| What is being asked |
Return all lines of the records that contain the word "attributes".

━━━━━━━━━━

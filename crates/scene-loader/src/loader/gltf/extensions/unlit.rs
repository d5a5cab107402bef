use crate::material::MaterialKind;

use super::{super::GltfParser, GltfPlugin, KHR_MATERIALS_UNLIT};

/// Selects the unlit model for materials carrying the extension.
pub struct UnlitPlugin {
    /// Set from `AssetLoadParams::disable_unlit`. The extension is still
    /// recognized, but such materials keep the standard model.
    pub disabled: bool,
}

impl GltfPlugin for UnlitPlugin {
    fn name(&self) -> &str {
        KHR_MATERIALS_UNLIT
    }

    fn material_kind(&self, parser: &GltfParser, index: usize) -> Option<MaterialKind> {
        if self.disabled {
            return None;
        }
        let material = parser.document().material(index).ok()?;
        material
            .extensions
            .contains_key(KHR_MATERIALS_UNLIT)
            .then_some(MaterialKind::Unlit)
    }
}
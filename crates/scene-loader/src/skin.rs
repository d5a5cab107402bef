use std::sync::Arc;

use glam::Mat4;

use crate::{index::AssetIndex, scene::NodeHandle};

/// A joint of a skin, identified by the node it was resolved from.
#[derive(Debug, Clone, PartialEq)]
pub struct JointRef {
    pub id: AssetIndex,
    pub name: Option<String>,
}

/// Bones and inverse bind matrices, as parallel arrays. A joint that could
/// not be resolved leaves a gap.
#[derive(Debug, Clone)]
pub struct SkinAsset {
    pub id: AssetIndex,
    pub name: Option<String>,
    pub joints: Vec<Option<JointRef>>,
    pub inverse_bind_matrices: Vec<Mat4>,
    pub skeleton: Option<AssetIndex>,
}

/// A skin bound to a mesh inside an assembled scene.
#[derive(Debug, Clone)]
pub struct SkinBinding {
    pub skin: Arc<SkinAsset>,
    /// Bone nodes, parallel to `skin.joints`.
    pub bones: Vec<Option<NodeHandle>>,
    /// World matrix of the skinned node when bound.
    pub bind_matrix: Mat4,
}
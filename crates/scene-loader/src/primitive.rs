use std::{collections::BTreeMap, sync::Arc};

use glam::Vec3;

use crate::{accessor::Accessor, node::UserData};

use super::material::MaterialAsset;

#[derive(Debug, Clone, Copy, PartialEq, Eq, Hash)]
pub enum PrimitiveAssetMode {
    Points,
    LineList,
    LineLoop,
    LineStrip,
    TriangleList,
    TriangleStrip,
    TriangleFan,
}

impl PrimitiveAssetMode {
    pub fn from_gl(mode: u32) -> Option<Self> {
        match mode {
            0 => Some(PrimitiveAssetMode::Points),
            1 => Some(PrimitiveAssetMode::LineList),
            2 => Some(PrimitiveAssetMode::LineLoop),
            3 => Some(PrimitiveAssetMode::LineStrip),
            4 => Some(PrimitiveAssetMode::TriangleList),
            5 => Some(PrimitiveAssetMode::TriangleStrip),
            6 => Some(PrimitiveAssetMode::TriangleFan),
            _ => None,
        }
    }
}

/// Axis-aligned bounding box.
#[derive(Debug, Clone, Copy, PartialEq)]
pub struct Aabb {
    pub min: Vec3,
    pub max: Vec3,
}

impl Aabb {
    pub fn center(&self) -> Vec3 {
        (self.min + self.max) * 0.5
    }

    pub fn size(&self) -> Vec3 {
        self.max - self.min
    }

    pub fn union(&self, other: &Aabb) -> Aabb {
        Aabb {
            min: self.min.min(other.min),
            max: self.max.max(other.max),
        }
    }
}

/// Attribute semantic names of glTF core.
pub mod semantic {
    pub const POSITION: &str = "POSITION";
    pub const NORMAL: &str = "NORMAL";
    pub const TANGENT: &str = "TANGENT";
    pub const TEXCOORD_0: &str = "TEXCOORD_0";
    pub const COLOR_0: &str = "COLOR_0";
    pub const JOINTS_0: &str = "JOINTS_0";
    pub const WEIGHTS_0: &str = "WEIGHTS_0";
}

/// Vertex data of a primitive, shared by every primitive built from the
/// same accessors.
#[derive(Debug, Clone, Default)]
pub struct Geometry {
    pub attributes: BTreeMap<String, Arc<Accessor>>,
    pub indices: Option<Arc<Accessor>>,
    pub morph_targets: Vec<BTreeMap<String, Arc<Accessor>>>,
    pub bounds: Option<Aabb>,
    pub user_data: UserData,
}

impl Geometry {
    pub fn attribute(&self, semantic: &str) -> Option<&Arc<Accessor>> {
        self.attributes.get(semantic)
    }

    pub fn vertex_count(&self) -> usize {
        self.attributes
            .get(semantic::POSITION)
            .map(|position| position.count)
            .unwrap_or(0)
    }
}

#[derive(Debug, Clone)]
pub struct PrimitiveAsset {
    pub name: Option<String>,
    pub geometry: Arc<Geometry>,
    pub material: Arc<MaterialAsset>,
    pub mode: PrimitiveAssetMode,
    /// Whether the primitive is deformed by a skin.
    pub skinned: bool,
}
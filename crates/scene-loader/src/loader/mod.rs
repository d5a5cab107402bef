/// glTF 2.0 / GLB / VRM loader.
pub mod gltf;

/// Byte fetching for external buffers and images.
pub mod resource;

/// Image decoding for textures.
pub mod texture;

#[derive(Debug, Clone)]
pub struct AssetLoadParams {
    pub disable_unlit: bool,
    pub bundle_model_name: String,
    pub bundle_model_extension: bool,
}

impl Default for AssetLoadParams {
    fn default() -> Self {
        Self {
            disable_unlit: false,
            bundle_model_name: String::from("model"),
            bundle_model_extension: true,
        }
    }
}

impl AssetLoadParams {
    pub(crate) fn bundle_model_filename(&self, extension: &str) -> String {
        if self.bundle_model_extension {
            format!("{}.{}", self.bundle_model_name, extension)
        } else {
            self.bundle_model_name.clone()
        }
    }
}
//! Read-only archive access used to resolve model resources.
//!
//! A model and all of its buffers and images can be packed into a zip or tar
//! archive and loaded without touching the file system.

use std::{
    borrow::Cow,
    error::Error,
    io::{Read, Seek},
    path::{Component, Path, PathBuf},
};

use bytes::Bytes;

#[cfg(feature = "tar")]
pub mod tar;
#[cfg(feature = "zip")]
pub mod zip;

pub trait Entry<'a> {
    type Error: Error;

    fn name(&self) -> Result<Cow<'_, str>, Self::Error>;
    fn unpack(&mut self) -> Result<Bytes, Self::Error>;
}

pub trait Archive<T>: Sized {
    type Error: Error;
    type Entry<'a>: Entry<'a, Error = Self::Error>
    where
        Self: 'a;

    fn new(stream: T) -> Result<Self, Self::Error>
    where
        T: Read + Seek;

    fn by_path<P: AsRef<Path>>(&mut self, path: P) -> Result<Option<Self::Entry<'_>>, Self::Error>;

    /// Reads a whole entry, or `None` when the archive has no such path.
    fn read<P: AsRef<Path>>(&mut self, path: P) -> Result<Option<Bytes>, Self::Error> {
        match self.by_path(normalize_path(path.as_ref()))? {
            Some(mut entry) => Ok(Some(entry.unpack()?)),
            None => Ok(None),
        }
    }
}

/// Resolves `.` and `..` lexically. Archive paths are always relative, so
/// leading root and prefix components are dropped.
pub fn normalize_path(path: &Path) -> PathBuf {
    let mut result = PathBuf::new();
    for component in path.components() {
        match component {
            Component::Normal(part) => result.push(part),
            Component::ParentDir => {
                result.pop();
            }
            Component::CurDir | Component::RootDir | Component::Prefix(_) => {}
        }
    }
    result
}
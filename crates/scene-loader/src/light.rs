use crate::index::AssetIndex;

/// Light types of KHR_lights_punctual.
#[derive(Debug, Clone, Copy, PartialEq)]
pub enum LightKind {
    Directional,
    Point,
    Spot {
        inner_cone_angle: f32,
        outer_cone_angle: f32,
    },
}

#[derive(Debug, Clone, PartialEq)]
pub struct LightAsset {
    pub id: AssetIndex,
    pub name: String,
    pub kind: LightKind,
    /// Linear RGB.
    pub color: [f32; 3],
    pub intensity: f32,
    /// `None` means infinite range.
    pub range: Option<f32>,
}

━━━━━━━━━━

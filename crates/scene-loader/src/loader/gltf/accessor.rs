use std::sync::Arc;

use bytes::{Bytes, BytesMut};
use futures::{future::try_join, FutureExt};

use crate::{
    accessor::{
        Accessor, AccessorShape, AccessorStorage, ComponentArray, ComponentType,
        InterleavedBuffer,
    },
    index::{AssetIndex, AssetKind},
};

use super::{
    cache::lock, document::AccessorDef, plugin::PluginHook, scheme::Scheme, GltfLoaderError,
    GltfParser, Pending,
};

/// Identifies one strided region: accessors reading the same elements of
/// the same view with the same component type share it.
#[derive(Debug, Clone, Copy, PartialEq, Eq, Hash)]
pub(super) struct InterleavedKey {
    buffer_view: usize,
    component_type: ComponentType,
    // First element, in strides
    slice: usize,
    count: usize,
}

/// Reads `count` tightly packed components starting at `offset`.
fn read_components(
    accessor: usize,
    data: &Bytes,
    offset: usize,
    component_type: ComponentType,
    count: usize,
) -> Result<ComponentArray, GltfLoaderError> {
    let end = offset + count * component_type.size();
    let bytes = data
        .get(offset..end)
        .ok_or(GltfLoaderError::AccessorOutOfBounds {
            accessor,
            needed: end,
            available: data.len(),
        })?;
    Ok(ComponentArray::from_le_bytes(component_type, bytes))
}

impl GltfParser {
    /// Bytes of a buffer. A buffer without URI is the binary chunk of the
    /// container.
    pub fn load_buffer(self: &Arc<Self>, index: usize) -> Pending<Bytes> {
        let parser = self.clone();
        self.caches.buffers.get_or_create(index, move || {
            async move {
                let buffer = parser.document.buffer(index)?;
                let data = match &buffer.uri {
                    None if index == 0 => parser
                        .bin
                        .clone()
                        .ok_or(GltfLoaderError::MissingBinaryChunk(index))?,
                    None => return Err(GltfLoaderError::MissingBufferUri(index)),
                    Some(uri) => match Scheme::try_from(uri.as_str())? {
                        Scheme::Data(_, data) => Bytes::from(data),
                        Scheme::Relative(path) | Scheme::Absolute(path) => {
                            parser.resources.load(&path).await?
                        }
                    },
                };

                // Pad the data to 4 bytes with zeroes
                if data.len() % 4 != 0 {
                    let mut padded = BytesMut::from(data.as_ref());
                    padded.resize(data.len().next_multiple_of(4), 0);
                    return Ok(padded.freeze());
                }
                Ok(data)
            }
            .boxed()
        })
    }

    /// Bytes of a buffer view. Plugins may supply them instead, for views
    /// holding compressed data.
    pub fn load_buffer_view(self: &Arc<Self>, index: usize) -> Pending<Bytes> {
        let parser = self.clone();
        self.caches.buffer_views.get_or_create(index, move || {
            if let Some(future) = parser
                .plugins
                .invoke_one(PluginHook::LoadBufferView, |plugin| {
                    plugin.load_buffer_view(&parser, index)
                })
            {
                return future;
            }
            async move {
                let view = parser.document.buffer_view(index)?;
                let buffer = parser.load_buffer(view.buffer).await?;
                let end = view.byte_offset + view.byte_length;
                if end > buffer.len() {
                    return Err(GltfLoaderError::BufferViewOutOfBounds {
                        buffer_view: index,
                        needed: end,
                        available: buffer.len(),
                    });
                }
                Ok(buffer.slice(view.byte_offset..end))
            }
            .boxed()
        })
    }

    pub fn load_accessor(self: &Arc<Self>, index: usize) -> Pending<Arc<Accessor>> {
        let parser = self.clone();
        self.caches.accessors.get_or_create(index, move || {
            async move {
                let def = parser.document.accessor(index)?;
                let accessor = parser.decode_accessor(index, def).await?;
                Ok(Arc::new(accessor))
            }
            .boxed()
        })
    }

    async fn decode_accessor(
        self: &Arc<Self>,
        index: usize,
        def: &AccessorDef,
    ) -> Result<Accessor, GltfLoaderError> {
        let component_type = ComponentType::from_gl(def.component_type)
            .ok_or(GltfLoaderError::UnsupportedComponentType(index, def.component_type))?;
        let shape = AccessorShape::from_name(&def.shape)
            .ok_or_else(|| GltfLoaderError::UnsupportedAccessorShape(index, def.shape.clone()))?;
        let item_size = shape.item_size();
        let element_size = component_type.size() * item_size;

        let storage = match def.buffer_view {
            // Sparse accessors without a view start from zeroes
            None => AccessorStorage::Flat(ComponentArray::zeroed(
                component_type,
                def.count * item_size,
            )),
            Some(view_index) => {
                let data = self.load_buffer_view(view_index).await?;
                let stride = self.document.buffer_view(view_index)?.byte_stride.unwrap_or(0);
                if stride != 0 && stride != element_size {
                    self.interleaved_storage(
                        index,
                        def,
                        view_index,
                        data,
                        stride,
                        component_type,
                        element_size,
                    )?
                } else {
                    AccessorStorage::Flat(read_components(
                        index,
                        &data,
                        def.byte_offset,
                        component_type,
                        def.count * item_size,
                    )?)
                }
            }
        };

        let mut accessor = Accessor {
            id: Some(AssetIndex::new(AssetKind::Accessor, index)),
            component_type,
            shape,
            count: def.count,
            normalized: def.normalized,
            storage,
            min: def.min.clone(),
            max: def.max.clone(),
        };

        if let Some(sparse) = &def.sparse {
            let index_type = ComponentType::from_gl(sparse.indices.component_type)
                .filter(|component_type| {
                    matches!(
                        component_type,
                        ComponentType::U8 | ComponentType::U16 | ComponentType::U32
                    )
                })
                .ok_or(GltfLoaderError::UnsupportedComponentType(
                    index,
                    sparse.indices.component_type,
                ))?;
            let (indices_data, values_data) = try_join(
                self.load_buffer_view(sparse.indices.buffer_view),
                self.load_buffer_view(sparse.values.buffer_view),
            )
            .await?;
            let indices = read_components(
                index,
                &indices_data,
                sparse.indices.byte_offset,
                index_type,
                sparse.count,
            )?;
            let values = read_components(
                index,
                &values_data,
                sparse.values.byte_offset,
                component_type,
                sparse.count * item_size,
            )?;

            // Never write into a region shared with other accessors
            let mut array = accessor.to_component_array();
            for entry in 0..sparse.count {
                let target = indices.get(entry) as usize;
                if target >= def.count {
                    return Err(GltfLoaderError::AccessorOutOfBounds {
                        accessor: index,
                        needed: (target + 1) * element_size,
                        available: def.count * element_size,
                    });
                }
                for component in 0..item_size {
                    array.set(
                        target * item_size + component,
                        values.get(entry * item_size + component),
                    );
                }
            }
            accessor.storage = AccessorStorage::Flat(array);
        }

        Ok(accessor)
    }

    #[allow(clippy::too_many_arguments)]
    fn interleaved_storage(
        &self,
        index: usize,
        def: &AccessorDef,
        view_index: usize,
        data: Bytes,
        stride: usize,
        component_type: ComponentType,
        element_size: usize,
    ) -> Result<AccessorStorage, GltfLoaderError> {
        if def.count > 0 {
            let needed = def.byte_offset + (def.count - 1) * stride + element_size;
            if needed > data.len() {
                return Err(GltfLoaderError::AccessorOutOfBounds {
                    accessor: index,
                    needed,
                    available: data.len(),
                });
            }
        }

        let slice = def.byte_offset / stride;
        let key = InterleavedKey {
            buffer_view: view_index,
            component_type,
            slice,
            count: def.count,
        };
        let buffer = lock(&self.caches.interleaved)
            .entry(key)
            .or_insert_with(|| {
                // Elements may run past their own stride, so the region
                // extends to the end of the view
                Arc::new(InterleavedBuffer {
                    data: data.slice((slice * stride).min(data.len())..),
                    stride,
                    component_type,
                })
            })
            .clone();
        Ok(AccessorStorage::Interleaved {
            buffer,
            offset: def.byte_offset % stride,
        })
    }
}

━━━━━━━━━━

| Reply to the task |
    pub attributes: BTreeMap<String, Arc<Accessor>>,
        self.attributes.get(semantic)
        self.attributes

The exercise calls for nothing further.